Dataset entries
---
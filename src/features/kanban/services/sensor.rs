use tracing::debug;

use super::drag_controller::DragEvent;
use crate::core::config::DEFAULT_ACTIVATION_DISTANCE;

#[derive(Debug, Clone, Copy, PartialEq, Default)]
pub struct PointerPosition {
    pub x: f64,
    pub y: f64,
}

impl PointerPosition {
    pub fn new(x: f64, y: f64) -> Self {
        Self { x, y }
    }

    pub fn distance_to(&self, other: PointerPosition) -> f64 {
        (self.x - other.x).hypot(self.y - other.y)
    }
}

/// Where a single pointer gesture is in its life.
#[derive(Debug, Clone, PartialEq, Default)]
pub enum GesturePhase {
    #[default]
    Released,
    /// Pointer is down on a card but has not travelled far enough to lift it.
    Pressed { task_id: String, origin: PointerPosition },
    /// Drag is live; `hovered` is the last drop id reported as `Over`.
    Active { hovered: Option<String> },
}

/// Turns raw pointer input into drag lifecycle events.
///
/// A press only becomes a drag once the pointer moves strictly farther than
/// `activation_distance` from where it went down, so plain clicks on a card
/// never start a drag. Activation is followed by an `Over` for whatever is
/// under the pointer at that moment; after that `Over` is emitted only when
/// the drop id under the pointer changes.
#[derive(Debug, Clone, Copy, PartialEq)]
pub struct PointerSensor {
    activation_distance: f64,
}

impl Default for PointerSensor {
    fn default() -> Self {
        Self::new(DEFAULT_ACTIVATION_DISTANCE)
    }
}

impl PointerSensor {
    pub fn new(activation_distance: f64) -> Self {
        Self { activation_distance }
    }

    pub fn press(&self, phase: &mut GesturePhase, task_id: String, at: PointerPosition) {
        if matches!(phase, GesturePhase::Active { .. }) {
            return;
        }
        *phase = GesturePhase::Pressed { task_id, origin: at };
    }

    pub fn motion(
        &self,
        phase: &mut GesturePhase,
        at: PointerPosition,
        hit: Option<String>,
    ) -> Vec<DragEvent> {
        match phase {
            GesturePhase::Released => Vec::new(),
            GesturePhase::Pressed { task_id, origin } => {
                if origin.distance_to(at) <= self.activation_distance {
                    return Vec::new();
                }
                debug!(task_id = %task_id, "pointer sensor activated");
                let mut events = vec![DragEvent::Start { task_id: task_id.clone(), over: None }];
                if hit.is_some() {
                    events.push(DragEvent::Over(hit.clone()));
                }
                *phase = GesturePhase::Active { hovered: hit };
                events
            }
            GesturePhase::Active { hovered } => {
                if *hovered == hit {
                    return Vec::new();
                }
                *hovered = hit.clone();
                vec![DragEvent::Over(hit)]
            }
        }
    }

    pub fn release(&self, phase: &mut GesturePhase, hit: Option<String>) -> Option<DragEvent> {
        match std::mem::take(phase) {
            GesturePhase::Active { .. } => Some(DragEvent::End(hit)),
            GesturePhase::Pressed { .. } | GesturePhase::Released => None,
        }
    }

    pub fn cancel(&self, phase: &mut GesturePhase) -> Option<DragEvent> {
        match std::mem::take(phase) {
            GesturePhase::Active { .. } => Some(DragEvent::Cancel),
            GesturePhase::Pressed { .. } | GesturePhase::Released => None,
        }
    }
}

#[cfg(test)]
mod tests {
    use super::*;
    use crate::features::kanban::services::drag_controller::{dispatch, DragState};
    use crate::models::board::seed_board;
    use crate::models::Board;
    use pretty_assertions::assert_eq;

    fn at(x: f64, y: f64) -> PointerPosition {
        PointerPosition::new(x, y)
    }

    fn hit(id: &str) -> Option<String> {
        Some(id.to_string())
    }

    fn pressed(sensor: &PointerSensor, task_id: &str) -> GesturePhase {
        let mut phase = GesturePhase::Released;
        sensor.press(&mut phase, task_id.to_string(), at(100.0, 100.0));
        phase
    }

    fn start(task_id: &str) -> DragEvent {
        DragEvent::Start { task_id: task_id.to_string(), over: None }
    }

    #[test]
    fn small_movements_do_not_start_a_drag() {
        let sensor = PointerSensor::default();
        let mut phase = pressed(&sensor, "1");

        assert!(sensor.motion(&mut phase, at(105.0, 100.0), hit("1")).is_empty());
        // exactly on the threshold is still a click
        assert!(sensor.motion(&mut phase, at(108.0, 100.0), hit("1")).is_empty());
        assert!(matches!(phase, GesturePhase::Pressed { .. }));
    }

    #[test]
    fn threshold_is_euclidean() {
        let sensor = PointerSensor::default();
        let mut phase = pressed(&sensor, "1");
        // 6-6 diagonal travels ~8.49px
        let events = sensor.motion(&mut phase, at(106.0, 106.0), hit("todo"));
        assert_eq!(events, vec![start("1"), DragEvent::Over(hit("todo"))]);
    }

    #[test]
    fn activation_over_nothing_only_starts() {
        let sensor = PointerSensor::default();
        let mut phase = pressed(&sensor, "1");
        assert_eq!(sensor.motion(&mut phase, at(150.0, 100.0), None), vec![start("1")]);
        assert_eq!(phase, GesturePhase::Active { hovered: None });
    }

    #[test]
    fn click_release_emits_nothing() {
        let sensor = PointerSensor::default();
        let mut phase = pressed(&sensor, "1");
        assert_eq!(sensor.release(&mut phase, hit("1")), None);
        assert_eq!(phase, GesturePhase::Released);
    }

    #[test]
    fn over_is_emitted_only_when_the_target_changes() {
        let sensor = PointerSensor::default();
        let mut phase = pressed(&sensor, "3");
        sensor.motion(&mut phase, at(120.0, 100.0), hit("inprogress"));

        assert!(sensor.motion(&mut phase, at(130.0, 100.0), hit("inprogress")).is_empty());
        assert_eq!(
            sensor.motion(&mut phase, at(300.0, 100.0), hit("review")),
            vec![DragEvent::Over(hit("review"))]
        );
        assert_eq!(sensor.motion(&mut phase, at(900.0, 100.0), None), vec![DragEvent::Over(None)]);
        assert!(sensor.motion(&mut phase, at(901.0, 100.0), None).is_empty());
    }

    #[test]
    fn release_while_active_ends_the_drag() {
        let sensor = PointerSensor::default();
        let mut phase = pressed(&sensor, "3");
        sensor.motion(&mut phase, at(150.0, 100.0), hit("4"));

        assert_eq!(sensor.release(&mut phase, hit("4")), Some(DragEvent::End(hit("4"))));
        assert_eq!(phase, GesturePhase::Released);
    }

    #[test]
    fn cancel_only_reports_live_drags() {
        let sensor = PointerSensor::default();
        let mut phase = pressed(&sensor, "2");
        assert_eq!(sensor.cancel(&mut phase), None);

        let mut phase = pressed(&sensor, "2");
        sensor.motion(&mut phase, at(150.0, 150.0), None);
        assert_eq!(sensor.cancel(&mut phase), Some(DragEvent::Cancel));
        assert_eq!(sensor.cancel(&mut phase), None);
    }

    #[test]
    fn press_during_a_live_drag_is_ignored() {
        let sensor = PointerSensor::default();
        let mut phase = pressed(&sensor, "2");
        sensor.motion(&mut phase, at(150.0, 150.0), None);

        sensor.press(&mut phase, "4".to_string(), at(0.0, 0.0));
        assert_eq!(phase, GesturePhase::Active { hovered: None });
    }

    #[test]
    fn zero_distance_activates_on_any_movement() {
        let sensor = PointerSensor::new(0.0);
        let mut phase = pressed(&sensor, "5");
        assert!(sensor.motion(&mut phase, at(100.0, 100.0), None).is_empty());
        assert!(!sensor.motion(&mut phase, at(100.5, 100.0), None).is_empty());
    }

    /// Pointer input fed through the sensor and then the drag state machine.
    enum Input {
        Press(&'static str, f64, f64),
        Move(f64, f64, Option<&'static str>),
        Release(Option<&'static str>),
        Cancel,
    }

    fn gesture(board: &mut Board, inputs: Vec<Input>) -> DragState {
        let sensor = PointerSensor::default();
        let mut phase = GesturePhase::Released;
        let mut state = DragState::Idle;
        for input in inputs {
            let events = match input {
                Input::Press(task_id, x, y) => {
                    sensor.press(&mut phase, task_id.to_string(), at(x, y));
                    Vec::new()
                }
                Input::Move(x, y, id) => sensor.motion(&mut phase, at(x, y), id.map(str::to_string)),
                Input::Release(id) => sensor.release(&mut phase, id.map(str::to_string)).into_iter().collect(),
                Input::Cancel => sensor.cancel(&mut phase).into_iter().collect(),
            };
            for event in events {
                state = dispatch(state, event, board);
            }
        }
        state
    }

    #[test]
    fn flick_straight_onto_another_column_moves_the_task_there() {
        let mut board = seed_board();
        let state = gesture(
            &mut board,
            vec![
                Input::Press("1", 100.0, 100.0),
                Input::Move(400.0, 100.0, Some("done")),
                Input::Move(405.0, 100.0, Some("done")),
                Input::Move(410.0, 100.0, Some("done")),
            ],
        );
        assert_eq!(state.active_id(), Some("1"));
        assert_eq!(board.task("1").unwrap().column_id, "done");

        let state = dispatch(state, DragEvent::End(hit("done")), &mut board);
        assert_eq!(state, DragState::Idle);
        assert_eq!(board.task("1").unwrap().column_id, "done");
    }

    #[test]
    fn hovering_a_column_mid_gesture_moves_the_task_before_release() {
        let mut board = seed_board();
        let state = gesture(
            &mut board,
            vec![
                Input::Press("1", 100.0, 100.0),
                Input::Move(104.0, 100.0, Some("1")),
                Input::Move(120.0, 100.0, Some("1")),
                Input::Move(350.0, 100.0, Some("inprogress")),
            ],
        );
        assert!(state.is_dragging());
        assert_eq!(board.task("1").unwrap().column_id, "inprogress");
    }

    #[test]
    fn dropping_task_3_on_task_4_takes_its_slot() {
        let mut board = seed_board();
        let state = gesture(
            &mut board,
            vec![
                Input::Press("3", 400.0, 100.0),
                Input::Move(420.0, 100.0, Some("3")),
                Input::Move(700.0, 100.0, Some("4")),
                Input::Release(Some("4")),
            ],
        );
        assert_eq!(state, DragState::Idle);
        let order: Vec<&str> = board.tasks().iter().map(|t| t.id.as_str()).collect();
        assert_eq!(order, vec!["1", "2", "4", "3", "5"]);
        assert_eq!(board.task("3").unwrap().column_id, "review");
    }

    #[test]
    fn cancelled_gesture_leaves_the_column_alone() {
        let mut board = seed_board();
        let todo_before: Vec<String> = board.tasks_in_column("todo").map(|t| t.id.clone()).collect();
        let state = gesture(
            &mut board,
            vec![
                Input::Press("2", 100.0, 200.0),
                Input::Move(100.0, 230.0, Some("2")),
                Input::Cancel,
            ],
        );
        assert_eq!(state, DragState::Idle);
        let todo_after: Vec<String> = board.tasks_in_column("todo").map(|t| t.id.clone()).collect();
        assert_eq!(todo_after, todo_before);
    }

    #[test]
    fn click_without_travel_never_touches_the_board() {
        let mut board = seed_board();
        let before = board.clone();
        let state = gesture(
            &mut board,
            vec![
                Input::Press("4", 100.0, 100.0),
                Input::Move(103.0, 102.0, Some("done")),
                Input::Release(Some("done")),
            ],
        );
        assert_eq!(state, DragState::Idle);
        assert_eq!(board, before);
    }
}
---
Nothing should appear in the output except the lines from the one with "assert!(state.is_dragging());" through the end of the records above, copied exactly.

        assert!(state.is_dragging());
        assert_eq!(board.task("1").unwrap().column_id, "inprogress");
    }

    #[test]
    fn dropping_task_3_on_task_4_takes_its_slot() {
        let mut board = seed_board();
        let state = gesture(
            &mut board,
            vec![
                Input::Press("3", 400.0, 100.0),
                Input::Move(420.0, 100.0, Some("3")),
                Input::Move(700.0, 100.0, Some("4")),
                Input::Release(Some("4")),
            ],
        );
        assert_eq!(state, DragState::Idle);
        let order: Vec<&str> = board.tasks().iter().map(|t| t.id.as_str()).collect();
        assert_eq!(order, vec!["1", "2", "4", "3", "5"]);
        assert_eq!(board.task("3").unwrap().column_id, "review");
    }

    #[test]
    fn cancelled_gesture_leaves_the_column_alone() {
        let mut board = seed_board();
        let todo_before: Vec<String> = board.tasks_in_column("todo").map(|t| t.id.clone()).collect();
        let state = gesture(
            &mut board,
            vec![
                Input::Press("2", 100.0, 200.0),
                Input::Move(100.0, 230.0, Some("2")),
                Input::Cancel,
            ],
        );
        assert_eq!(state, DragState::Idle);
        let todo_after: Vec<String> = board.tasks_in_column("todo").map(|t| t.id.clone()).collect();
        assert_eq!(todo_after, todo_before);
    }

    #[test]
    fn click_without_travel_never_touches_the_board() {
        let mut board = seed_board();
        let before = board.clone();
        let state = gesture(
            &mut board,
            vec![
                Input::Press("4", 100.0, 100.0),
                Input::Move(103.0, 102.0, Some("done")),
                Input::Release(Some("done")),
            ],
        );
        assert_eq!(state, DragState::Idle);
        assert_eq!(board, before);
    }
}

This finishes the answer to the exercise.